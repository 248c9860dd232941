//! Statistical property tests for the Monte Carlo risk pipeline.
//!
//! These validate the simulator against closed-form GBM results: the
//! O(1/sqrt(N)) convergence of the sample mean, the analytic log-normal
//! VaR percentile, and the degenerate zero-volatility case.

use assert_approx_eq::assert_approx_eq;
use statrs::distribution::{ContinuousCDF, Normal};

use regime_risk::{
    run_monte_carlo_risk_with_params, MonteCarloSimulator, RiskReport, SimulationParameters,
    TailAsymmetry, TailThickness, TRADING_DAYS_PER_YEAR,
};

fn sample_mean(values: &[f64]) -> f64 {
    values.iter().sum::<f64>() / values.len() as f64
}

fn sample_std(values: &[f64]) -> f64 {
    let m = sample_mean(values);
    (values.iter().map(|v| (v - m) * (v - m)).sum::<f64>() / values.len() as f64).sqrt()
}

/// Mean terminal return over one seeded run.
fn one_run_mean(path_count: usize, seed: u64) -> f64 {
    let params = SimulationParameters {
        current_price: 100.0,
        annual_drift: 0.0,
        annual_volatility: 0.30,
        horizon_days: 5,
        path_count,
    };
    let sim = MonteCarloSimulator::new(params).unwrap();
    sample_mean(&sim.simulate(Some(seed)).unwrap().terminal_returns)
}

#[test]
fn test_standard_error_halves_when_paths_quadruple() {
    // The standard error of the sample mean scales as 1/sqrt(N): quadrupling
    // the path count should halve the spread of run means across seeds.
    let replicas = 32;
    let means_small: Vec<f64> = (0..replicas).map(|i| one_run_mean(500, 1_000 + i)).collect();
    let means_large: Vec<f64> = (0..replicas).map(|i| one_run_mean(2_000, 5_000 + i)).collect();

    let se_small = sample_std(&means_small);
    let se_large = sample_std(&means_large);
    assert!(se_large < se_small, "se {} should shrink to {}", se_small, se_large);

    // Expected ratio is 2; the 32-replica estimate is noisy, so accept a
    // generous band around it.
    let ratio = se_small / se_large;
    assert!(
        (1.2..=3.4).contains(&ratio),
        "se ratio {} outside plausible band for 1/sqrt(N) scaling",
        ratio
    );
}

#[test]
fn test_sample_mean_converges_to_analytic_growth() {
    let drift = 0.05;
    let horizon = 30;
    let params = SimulationParameters {
        current_price: 100.0,
        annual_drift: drift,
        annual_volatility: 0.20,
        horizon_days: horizon,
        path_count: 40_000,
    };
    let sim = MonteCarloSimulator::new(params).unwrap();
    let ensemble = sim.simulate(Some(77)).unwrap();

    let analytic = (drift * horizon as f64 / TRADING_DAYS_PER_YEAR).exp() - 1.0;
    let observed = sample_mean(&ensemble.terminal_returns);
    // Standard error ~ sigma * sqrt(tau) / sqrt(N) ~ 3.5e-4.
    assert!(
        (observed - analytic).abs() < 1.5e-3,
        "sample mean {} vs analytic {}",
        observed,
        analytic
    );
}

#[test]
fn test_var95_matches_analytic_lognormal_percentile() {
    // current_price = 100, sigma = 0.30, mu = 0.05, horizon = 30 days,
    // 20 000 paths: the simulated VaR95 should sit within +/- 5% relative
    // of the closed-form log-normal 5th percentile.
    let mu = 0.05;
    let sigma = 0.30;
    let horizon = 30;
    let params = SimulationParameters {
        current_price: 100.0,
        annual_drift: mu,
        annual_volatility: sigma,
        horizon_days: horizon,
        path_count: 20_000,
    };
    let report = run_monte_carlo_risk_with_params(params, Some(42), None).unwrap();

    let tau = horizon as f64 / TRADING_DAYS_PER_YEAR;
    let z_05 = Normal::new(0.0, 1.0).unwrap().inverse_cdf(0.05);
    let analytic_var =
        ((mu - 0.5 * sigma * sigma) * tau + sigma * tau.sqrt() * z_05).exp() - 1.0;

    let relative_error = (report.var_95 - analytic_var).abs() / analytic_var.abs();
    assert!(
        relative_error < 0.05,
        "VaR95 {} vs analytic {} (relative error {})",
        report.var_95,
        analytic_var,
        relative_error
    );

    // The same percentile feeds the stress block.
    assert_eq!(report.stress.percentile_5, report.var_95);
    assert!(report.var_99 <= report.var_95);
    assert!(report.es_95 <= report.var_95);
}

#[test]
fn test_zero_volatility_scenario_is_fully_degenerate() {
    // sigma = 0, mu = 0: every path ends exactly at the start price.
    let params = SimulationParameters {
        current_price: 100.0,
        annual_drift: 0.0,
        annual_volatility: 0.0,
        horizon_days: 10,
        path_count: 500,
    };
    let report = run_monte_carlo_risk_with_params(params, Some(1), None).unwrap();

    assert_eq!(report.mean_return, 0.0);
    assert_eq!(report.std_return, 0.0);
    assert_eq!(report.var_95, 0.0);
    assert_eq!(report.var_99, 0.0);
    assert_eq!(report.es_95, 0.0);
    assert_eq!(report.es_99, 0.0);
    assert_eq!(report.min_return, 0.0);
    assert_eq!(report.max_return, 0.0);
    assert_eq!(report.tails.excess_kurtosis, 0.0);
    assert_eq!(report.tails.skewness, 0.0);
    assert_eq!(report.tails.thickness, TailThickness::Normal);
    assert_eq!(report.tails.asymmetry, TailAsymmetry::Symmetric);
    assert_eq!(report.stress.extreme_loss_probability, 0.0);
}

#[test]
fn test_seeded_reports_are_reproducible() {
    let params = SimulationParameters {
        current_price: 250.0,
        annual_drift: 0.08,
        annual_volatility: 0.25,
        horizon_days: 21,
        path_count: 4_000,
    };
    let a = run_monte_carlo_risk_with_params(params, Some(2024), None).unwrap();
    let b = run_monte_carlo_risk_with_params(params, Some(2024), None).unwrap();
    assert_eq!(a, b);

    let c = run_monte_carlo_risk_with_params(params, Some(2025), None).unwrap();
    assert_ne!(a, c);
}

#[test]
fn test_gbm_terminal_distribution_shape() {
    // Log-normal terminal returns: right tail longer than the left, and
    // probability of gain below but near one half for a small positive drift.
    let params = SimulationParameters {
        current_price: 100.0,
        annual_drift: 0.05,
        annual_volatility: 0.40,
        horizon_days: 60,
        path_count: 30_000,
    };
    let sim = MonteCarloSimulator::new(params).unwrap();
    let ensemble = sim.simulate(Some(13)).unwrap();
    let report = RiskReport::from_ensemble(&ensemble).unwrap();

    assert!(report.tails.skewness > 0.0);
    assert!(report.max_return.abs() > report.min_return.abs());
    // A positive-drift GBM still has median log growth mu - sigma^2/2,
    // which is negative here, so P(gain) sits just below one half.
    assert!(report.prob_positive > 0.40 && report.prob_positive < 0.55);
    // Returns are bounded below by -100%.
    assert!(report.min_return > -1.0);
}

#[test]
fn test_percentile_monotonicity_across_confidence() {
    let params = SimulationParameters {
        current_price: 100.0,
        annual_drift: 0.0,
        annual_volatility: 0.35,
        horizon_days: 30,
        path_count: 10_000,
    };
    let report = run_monte_carlo_risk_with_params(params, Some(8), None).unwrap();
    assert!(report.stress.percentile_1 <= report.stress.percentile_5);
    assert!(report.stress.percentile_5 <= report.stress.percentile_10);
    assert_approx_eq!(report.stress.tail_expectation, report.es_95, 1e-15);
}
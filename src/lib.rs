//! # Regime Classification & Monte Carlo Risk Simulation
//!
//! Discrete-state market-regime inference via an empirical Markov model and
//! forward-looking risk estimation via stochastic price-path simulation.
//!
//! Two independent pipelines consume the same validated daily price/volume
//! series:
//!
//! - **Regime analysis**: log returns are labeled Bull/Bear/Sideways by
//!   fixed thresholds, a row-stochastic 3x3 transition matrix is estimated
//!   from consecutive labels, and aggregate analytics (marginal and
//!   approximate steady-state probabilities, expected sojourn durations,
//!   per-state return/volatility/trend/volume characteristics, model
//!   entropy and persistence) are collected into one immutable result.
//! - **Risk simulation**: annualized drift and volatility are estimated
//!   from the same returns, terminal prices are simulated under geometric
//!   Brownian motion with an injectable seedable generator, and the
//!   ensemble of terminal returns is reduced to VaR/expected-shortfall,
//!   stress and tail-shape metrics.
//!
//! Both pipelines are pure over their input; the only sources of
//! nondeterminism are RNG draws, which an explicit seed pins down.
//!
//! ## Quick Start
//!
//! ```rust,no_run
//! use chrono::NaiveDate;
//! use regime_risk::{
//!     run_monte_carlo_risk, run_regime_analysis, Observation, ObservationSeries,
//!     RegimeConfig, RiskConfig,
//! };
//!
//! fn main() -> Result<(), regime_risk::EngineError> {
//!     let start = NaiveDate::from_ymd_opt(2024, 1, 1).unwrap();
//!     let observations: Vec<Observation> = (0..120)
//!         .map(|i| {
//!             let close = 100.0 * (1.0 + 0.001 * i as f64);
//!             Observation::new(start + chrono::Duration::days(i), close, 1_000_000.0)
//!         })
//!         .collect();
//!     let series = ObservationSeries::new(observations)?;
//!
//!     let analysis = run_regime_analysis(&series, &RegimeConfig::default())?;
//!     println!("current regime: {}", analysis.current_regime);
//!
//!     let config = RiskConfig {
//!         rng_seed: Some(42),
//!         ..RiskConfig::default()
//!     };
//!     let report = run_monte_carlo_risk(&series, &config)?;
//!     println!("VaR95 = {:.4}, ES95 = {:.4}", report.var_95, report.es_95);
//!     Ok(())
//! }
//! ```
//!
//! ## Batch runs
//!
//! [`RiskEngine`] drives both pipelines across many instruments; errors are
//! terminal per symbol and tallied rather than aborting the batch. The
//! engine performs no I/O: series arrive fully materialized and results are
//! plain values for an external persistence layer.

#![warn(missing_docs)]
#![warn(clippy::all)]

pub mod analytics;
pub mod config;
pub mod engine;
pub mod errors;
pub mod math_utils;
pub mod regime;
pub mod risk;
pub mod rng;
pub mod series;
pub mod simulation;
pub mod transition;

pub use analytics::{
    ModelMetrics, RegimeAnalysisResult, RegimeCharacteristics, VolumeStats, HISTORY_WINDOW,
    VOLATILITY_WINDOW,
};
pub use config::{RegimeConfig, RiskConfig};
pub use engine::{
    run_monte_carlo_risk, run_monte_carlo_risk_cancellable, run_monte_carlo_risk_with_params,
    run_regime_analysis, BatchResults, RiskEngine,
};
pub use errors::{EngineError, RiskResult};
pub use regime::{ClassifierConfig, Regime, STATE_COUNT};
pub use risk::{
    RiskReport, StressMetrics, TailAsymmetry, TailDiagnostics, TailThickness,
    EXTREME_LOSS_THRESHOLD, HEAVY_TAIL_KURTOSIS, SKEW_LABEL_THRESHOLD,
};
pub use rng::PathRng;
pub use series::{Observation, ObservationSeries};
pub use simulation::{
    CancellationToken, MonteCarloSimulator, SimulatedPathEnsemble, SimulationParameters,
    TRADING_DAYS_PER_YEAR,
};
pub use transition::{TransitionMatrix, ROW_SUM_TOLERANCE};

■ Required work ■
Give the lines of the material above again, exactly, from its first line through the line that contains "the analytic log-normal" and no further.

■ Solution ■
repository 248c9860dd232941
//! Statistical property tests for the Monte Carlo risk pipeline.
//!
//! These validate the simulator against closed-form GBM results: the
//! O(1/sqrt(N)) convergence of the sample mean, the analytic log-normal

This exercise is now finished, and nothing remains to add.